··· Records shown

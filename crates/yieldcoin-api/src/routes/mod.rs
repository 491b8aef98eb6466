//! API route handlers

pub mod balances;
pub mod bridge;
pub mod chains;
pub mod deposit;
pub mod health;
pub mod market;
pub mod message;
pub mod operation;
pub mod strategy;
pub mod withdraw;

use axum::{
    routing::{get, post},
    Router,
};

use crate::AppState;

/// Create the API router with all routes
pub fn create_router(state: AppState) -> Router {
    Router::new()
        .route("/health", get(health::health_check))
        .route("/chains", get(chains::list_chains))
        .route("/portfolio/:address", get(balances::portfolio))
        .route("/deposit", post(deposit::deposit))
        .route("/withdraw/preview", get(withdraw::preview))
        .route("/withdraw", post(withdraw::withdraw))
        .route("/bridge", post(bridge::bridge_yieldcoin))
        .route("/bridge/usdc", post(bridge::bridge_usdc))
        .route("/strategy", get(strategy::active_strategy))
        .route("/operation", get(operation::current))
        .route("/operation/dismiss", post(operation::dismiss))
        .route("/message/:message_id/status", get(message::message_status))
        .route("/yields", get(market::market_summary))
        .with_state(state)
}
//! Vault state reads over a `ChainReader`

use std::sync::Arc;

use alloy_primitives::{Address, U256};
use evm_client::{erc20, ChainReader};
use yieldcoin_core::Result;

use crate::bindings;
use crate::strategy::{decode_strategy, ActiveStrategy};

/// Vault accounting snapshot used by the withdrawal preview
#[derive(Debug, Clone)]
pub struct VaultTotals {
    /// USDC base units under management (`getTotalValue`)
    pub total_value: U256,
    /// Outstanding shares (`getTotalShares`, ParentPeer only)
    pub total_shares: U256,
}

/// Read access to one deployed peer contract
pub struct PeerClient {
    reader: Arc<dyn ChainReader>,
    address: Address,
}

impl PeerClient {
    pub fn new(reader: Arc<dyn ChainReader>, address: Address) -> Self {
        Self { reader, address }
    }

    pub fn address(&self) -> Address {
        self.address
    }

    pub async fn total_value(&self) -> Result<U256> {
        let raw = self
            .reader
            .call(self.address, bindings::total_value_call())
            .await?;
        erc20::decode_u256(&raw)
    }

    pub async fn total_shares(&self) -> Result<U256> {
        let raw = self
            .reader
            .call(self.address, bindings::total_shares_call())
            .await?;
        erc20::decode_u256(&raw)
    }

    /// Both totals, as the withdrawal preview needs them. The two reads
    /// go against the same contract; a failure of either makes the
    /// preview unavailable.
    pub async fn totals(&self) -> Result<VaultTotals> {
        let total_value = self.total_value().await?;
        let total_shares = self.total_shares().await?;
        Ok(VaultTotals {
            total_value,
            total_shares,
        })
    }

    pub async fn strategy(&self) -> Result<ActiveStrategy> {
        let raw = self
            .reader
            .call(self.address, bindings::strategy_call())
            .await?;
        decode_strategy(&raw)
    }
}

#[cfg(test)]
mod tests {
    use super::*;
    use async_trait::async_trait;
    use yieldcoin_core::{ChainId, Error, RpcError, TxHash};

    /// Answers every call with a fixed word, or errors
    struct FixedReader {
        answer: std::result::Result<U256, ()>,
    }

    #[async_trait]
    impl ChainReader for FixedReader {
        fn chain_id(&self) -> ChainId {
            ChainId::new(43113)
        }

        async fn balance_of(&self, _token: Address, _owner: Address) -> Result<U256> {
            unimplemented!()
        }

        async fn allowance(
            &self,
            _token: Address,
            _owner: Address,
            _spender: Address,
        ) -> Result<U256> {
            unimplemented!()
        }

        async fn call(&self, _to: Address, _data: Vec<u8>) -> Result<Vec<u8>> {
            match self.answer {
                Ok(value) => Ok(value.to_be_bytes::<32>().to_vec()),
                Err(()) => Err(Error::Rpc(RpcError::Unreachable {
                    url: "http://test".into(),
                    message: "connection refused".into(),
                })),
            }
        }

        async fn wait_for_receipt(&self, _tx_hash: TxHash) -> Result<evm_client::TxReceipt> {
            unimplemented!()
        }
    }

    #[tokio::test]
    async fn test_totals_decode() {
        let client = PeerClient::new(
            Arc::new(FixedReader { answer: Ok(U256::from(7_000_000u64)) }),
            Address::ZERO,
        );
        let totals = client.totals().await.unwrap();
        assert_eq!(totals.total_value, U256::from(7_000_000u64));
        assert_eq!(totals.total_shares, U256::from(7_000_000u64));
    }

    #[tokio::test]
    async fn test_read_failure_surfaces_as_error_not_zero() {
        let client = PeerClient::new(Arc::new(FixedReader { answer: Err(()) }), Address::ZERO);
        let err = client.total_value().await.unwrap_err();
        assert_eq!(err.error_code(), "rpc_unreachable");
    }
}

······
··· Records shown

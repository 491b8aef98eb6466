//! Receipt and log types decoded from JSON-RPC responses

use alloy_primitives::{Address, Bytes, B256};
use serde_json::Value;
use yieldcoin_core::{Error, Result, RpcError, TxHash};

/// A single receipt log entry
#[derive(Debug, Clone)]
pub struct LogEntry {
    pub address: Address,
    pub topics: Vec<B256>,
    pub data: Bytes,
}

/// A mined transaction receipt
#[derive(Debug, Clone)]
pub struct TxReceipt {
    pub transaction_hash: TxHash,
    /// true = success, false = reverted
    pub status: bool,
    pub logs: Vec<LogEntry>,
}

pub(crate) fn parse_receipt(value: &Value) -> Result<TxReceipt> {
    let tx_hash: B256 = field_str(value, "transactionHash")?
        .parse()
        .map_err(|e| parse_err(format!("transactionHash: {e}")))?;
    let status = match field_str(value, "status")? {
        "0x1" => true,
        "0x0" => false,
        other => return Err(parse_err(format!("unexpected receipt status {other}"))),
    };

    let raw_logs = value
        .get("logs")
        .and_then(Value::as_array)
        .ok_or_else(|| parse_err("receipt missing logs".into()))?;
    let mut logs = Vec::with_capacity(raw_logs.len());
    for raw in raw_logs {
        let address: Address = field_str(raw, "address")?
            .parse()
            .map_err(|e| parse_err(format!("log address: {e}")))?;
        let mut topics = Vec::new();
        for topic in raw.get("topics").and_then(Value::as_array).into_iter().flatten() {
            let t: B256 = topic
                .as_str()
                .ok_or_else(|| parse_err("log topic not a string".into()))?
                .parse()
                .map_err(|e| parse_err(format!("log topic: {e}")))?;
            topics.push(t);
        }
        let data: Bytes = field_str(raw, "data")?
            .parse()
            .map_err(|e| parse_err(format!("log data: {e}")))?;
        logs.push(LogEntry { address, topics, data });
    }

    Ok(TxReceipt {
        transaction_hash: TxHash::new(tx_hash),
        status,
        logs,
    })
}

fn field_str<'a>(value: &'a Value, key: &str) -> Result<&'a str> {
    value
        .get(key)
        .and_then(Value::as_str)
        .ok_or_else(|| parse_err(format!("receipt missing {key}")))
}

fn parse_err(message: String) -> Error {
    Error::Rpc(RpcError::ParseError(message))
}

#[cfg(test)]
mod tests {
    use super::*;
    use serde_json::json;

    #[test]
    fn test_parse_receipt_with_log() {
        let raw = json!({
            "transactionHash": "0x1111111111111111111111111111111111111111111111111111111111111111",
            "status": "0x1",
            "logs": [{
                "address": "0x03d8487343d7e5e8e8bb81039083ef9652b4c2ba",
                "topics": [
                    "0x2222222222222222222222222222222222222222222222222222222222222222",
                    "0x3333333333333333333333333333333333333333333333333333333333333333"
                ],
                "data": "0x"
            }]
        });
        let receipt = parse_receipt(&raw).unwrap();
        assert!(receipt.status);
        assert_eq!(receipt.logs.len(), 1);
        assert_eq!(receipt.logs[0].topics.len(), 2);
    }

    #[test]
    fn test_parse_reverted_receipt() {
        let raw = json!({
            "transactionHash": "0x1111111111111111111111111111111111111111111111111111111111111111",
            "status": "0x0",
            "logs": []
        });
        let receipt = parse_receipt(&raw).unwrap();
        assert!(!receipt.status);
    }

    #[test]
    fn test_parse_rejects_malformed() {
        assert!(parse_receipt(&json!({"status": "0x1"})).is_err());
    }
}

······

Work to complete — For the string "await", go through the entries above and copy each line where it occurs.

Result of this task —
            .await?;
            .await?;
        let total_value = self.total_value().await?;
        let total_shares = self.total_shares().await?;
            .await?;
        let totals = client.totals().await.unwrap();
        let err = client.total_value().await.unwrap_err();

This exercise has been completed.